- _Aim of the task_:
Go to the line below containing "pub fn with_line(mut" and print exactly from there through the line containing "number, line) pairs", both included. Print nothing else.

- _Extracted information_:
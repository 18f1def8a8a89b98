//! Static detection rule tables
//!
//! Each rule is an immutable record: identifier, regex pattern, target file
//! glob, severity/category, and an explanatory note. The bespoke checks
//! (pytz usage, USE_TZ, per-line field checks) live in the scanner itself;
//! the tables here cover the uniform whole-file pattern rules.

use crate::domain::{Category, Severity};
use once_cell::sync::Lazy;
use regex::Regex;

/// A named pattern + target glob + severity/category + note
pub struct Rule {
    pub id: &'static str,
    pub pattern: &'static str,
    pub glob: &'static str,
    pub severity: Severity,
    pub category: Category,
    pub note: &'static str,
}

/// APIs deprecated in Django 5.0, removal planned for 6.0
pub const DEPRECATED_RULES: &[Rule] = &[
    Rule {
        id: "deprecated_cx_Oracle",
        pattern: r"import cx_Oracle|from cx_Oracle",
        glob: "**/*.py",
        severity: Severity::Low,
        category: Category::P2,
        note: "Use oracledb 1.3.2+ instead",
    },
    Rule {
        id: "deprecated_DjangoDivFormRenderer",
        pattern: r"DjangoDivFormRenderer|Jinja2DivFormRenderer",
        glob: "**/*.py",
        severity: Severity::Low,
        category: Category::P2,
        note: "Transitional renderers deprecated",
    },
    Rule {
        id: "deprecated_format_html_no_args",
        pattern: r"format_html\(\s*\)",
        glob: "**/*.py",
        severity: Severity::Low,
        category: Category::P2,
        note: "format_html() requires args or kwargs",
    },
    Rule {
        id: "deprecated_Prefetch.get_current_queryset",
        pattern: r"get_current_queryset\(",
        glob: "**/*.py",
        severity: Severity::Low,
        category: Category::P2,
        note: "Method deprecated",
    },
];

/// APIs removed outright in Django 5.0
pub const REMOVED_RULES: &[Rule] = &[
    Rule {
        id: "removed_SERIALIZE_test_setting",
        pattern: r"SERIALIZE\s*=",
        glob: "**/settings*.py",
        severity: Severity::Critical,
        category: Category::P0,
        note: "SERIALIZE test setting removed",
    },
    Rule {
        id: "removed_django.utils.datetime_safe",
        pattern: r"from django\.utils import datetime_safe|import django\.utils\.datetime_safe",
        glob: "**/*.py",
        severity: Severity::Critical,
        category: Category::P0,
        note: "Module removed, use datetime instead",
    },
    Rule {
        id: "removed_BaseForm._html_output",
        pattern: r"\._html_output\(",
        glob: "**/*.py",
        severity: Severity::Critical,
        category: Category::P0,
        note: "Method removed",
    },
];

/// PostgreSQL aggregate functions whose `default` argument changed
pub const POSTGRES_AGGREGATES: &[&str] = &["ArrayAgg", "StringAgg", "JSONBAgg"];

pub static PYTZ_IMPORT_RE: Lazy<Regex> =
    Lazy::new(|| Regex::new(r"import pytz|from pytz").unwrap());

pub static MAKE_AWARE_IS_DST_RE: Lazy<Regex> =
    Lazy::new(|| Regex::new(r"make_aware.*is_dst").unwrap());

pub static USE_TZ_FALSE_RE: Lazy<Regex> =
    Lazy::new(|| Regex::new(r"USE_TZ\s*=\s*False").unwrap());

pub static CREATE_DEFAULTS_FIELD_RE: Lazy<Regex> =
    Lazy::new(|| Regex::new(r"create_defaults\s*=\s*models\.").unwrap());

pub static FORM_RENDERING_RE: Lazy<Regex> =
    Lazy::new(|| Regex::new(r"\.as_table|\.as_p|\.as_ul").unwrap());

#[cfg(test)]
mod tests {
    use super::*;

    #[test]
    fn test_all_table_patterns_compile() {
        for rule in DEPRECATED_RULES.iter().chain(REMOVED_RULES.iter()) {
            assert!(
                Regex::new(rule.pattern).is_ok(),
                "pattern for {} does not compile",
                rule.id
            );
        }
    }

    #[test]
    fn test_categories_match_tables() {
        assert!(DEPRECATED_RULES.iter().all(|r| r.category == Category::P2));
        assert!(REMOVED_RULES.iter().all(|r| r.category == Category::P0));
    }

    #[test]
    fn test_rule_ids_are_unique() {
        let mut ids: Vec<_> = DEPRECATED_RULES
            .iter()
            .chain(REMOVED_RULES.iter())
            .map(|r| r.id)
            .collect();
        ids.sort();
        let before = ids.len();
        ids.dedup();
        assert_eq!(ids.len(), before);
    }

    #[test]
    fn test_removed_patterns_hit_expected_code() {
        let datetime_safe = REMOVED_RULES
            .iter()
            .find(|r| r.id == "removed_django.utils.datetime_safe")
            .unwrap();
        let re = Regex::new(datetime_safe.pattern).unwrap();
        assert!(re.is_match("from django.utils import datetime_safe"));
        assert!(re.is_match("import django.utils.datetime_safe"));
        assert!(!re.is_match("from django.utils import timezone"));
    }

    #[test]
    fn test_format_html_no_args_only_matches_empty_call() {
        let rule = DEPRECATED_RULES
            .iter()
            .find(|r| r.id == "deprecated_format_html_no_args")
            .unwrap();
        let re = Regex::new(rule.pattern).unwrap();
        assert!(re.is_match("return format_html()"));
        assert!(re.is_match("format_html(  )"));
        assert!(!re.is_match("format_html(\"<b>{}</b>\", name)"));
    }
}
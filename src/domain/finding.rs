//! Finding model - one recorded rule match in a scanned file

use serde::{Deserialize, Serialize};
use std::path::PathBuf;

/// Severity levels for findings, assigned at rule-definition time
#[derive(Debug, Clone, Copy, PartialEq, Eq, Serialize, Deserialize)]
#[serde(rename_all = "UPPERCASE")]
pub enum Severity {
    Critical,
    Medium,
    Low,
}

impl Severity {
    pub fn as_str(&self) -> &'static str {
        match self {
            Severity::Critical => "CRITICAL",
            Severity::Medium => "MEDIUM",
            Severity::Low => "LOW",
        }
    }

    pub fn from_str(s: &str) -> Option<Self> {
        match s.to_lowercase().as_str() {
            "critical" | "crit" => Some(Severity::Critical),
            "medium" | "med" => Some(Severity::Medium),
            "low" => Some(Severity::Low),
            _ => None,
        }
    }
}

/// Priority buckets used for report grouping and recommendation thresholds
///
/// Every rule carries exactly one category:
/// - P0: must fix before upgrading (will break)
/// - P1: should fix (may break depending on usage)
/// - P2: deprecated only, removal planned for the next major release
#[derive(Debug, Clone, Copy, PartialEq, Eq, PartialOrd, Ord, Serialize, Deserialize)]
pub enum Category {
    P0,
    P1,
    P2,
}

impl Category {
    pub fn as_str(&self) -> &'static str {
        match self {
            Category::P0 => "P0",
            Category::P1 => "P1",
            Category::P2 => "P2",
        }
    }

    pub fn from_str(s: &str) -> Option<Self> {
        match s.to_uppercase().as_str() {
            "P0" => Some(Category::P0),
            "P1" => Some(Category::P1),
            "P2" => Some(Category::P2),
            _ => None,
        }
    }
}

/// One recorded rule match at a specific file (and optionally line)
///
/// Paths are stored relative to the scan root so reports and JSON exports
/// stay stable regardless of where the scanner was invoked from.
#[derive(Debug, Clone, Serialize, Deserialize)]
pub struct Finding {
    /// File where the match occurred, relative to the scan root
    pub file: PathBuf,

    /// 1-indexed line number for per-line matches
    #[serde(skip_serializing_if = "Option::is_none")]
    pub line: Option<usize>,

    /// The matched line, trimmed
    #[serde(skip_serializing_if = "Option::is_none")]
    pub code: Option<String>,

    pub severity: Severity,
    pub category: Category,

    /// Explanatory note from the rule that produced this finding
    #[serde(skip_serializing_if = "Option::is_none")]
    pub note: Option<String>,
}

impl Finding {
    pub fn new(file: impl Into<PathBuf>, severity: Severity, category: Category) -> Self {
        Self {
            file: file.into(),
            line: None,
            code: None,
            severity,
            category,
            note: None,
        }
    }

    pub fn with_line(mut self, line: usize) -> Self {
        self.line = Some(line);
        self
    }

    pub fn with_code(mut self, code: impl Into<String>) -> Self {
        self.code = Some(code.into());
        self
    }

    pub fn with_note(mut self, note: impl Into<String>) -> Self {
        self.note = Some(note.into());
        self
    }
}
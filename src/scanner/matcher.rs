//! Content access and pattern matching helpers
//!
//! All matching is case-sensitive and single-pass per rule per file. Line
//! numbers are 1-indexed, counted by splitting content on newline boundaries.

use regex::Regex;
use std::path::Path;
use tracing::warn;

/// Read a file to a string, or skip it with a warning
///
/// I/O and UTF-8 decode failures are non-fatal: the file is dropped from the
/// scan and remaining files are still processed.
pub fn read_file(path: &Path) -> Option<String> {
    match std::fs::read_to_string(path) {
        Ok(content) => Some(content),
        Err(e) => {
            warn!("Skipping unreadable file {}: {}", path.display(), e);
            None
        }
    }
}

/// Whole-file containment match: does the pattern occur anywhere?
pub fn content_matches(re: &Regex, content: &str) -> bool {
    re.is_match(content)
}

/// All lines matching a pattern, as (1-indexed line number, line) pairs
pub fn matching_lines<'a>(re: &Regex, content: &'a str) -> Vec<(usize, &'a str)> {
    content
        .split('\n')
        .enumerate()
        .filter(|(_, line)| re.is_match(line))
        .map(|(idx, line)| (idx + 1, line))
        .collect()
}

/// All lines containing a literal substring, as (1-indexed line number, line)
pub fn lines_containing<'a>(needle: &str, content: &'a str) -> Vec<(usize, &'a str)> {
    content
        .split('\n')
        .enumerate()
        .filter(|(_, line)| line.contains(needle))
        .map(|(idx, line)| (idx + 1, line))
        .collect()
}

- _Output of the exercise_:
    pub fn with_line(mut self, line: usize) -> Self {
        self.line = Some(line);
        self
    }

    pub fn with_code(mut self, code: impl Into<String>) -> Self {
        self.code = Some(code.into());
        self
    }

    pub fn with_note(mut self, note: impl Into<String>) -> Self {
        self.note = Some(note.into());
        self
    }
}
filename src/scanner/matcher.rs
//! Content access and pattern matching helpers
//!
//! All matching is case-sensitive and single-pass per rule per file. Line
//! numbers are 1-indexed, counted by splitting content on newline boundaries.

use regex::Regex;
use std::path::Path;
use tracing::warn;

/// Read a file to a string, or skip it with a warning
///
/// I/O and UTF-8 decode failures are non-fatal: the file is dropped from the
/// scan and remaining files are still processed.
pub fn read_file(path: &Path) -> Option<String> {
    match std::fs::read_to_string(path) {
        Ok(content) => Some(content),
        Err(e) => {
            warn!("Skipping unreadable file {}: {}", path.display(), e);
            None
        }
    }
}

/// Whole-file containment match: does the pattern occur anywhere?
pub fn content_matches(re: &Regex, content: &str) -> bool {
    re.is_match(content)
}

/// All lines matching a pattern, as (1-indexed line number, line) pairs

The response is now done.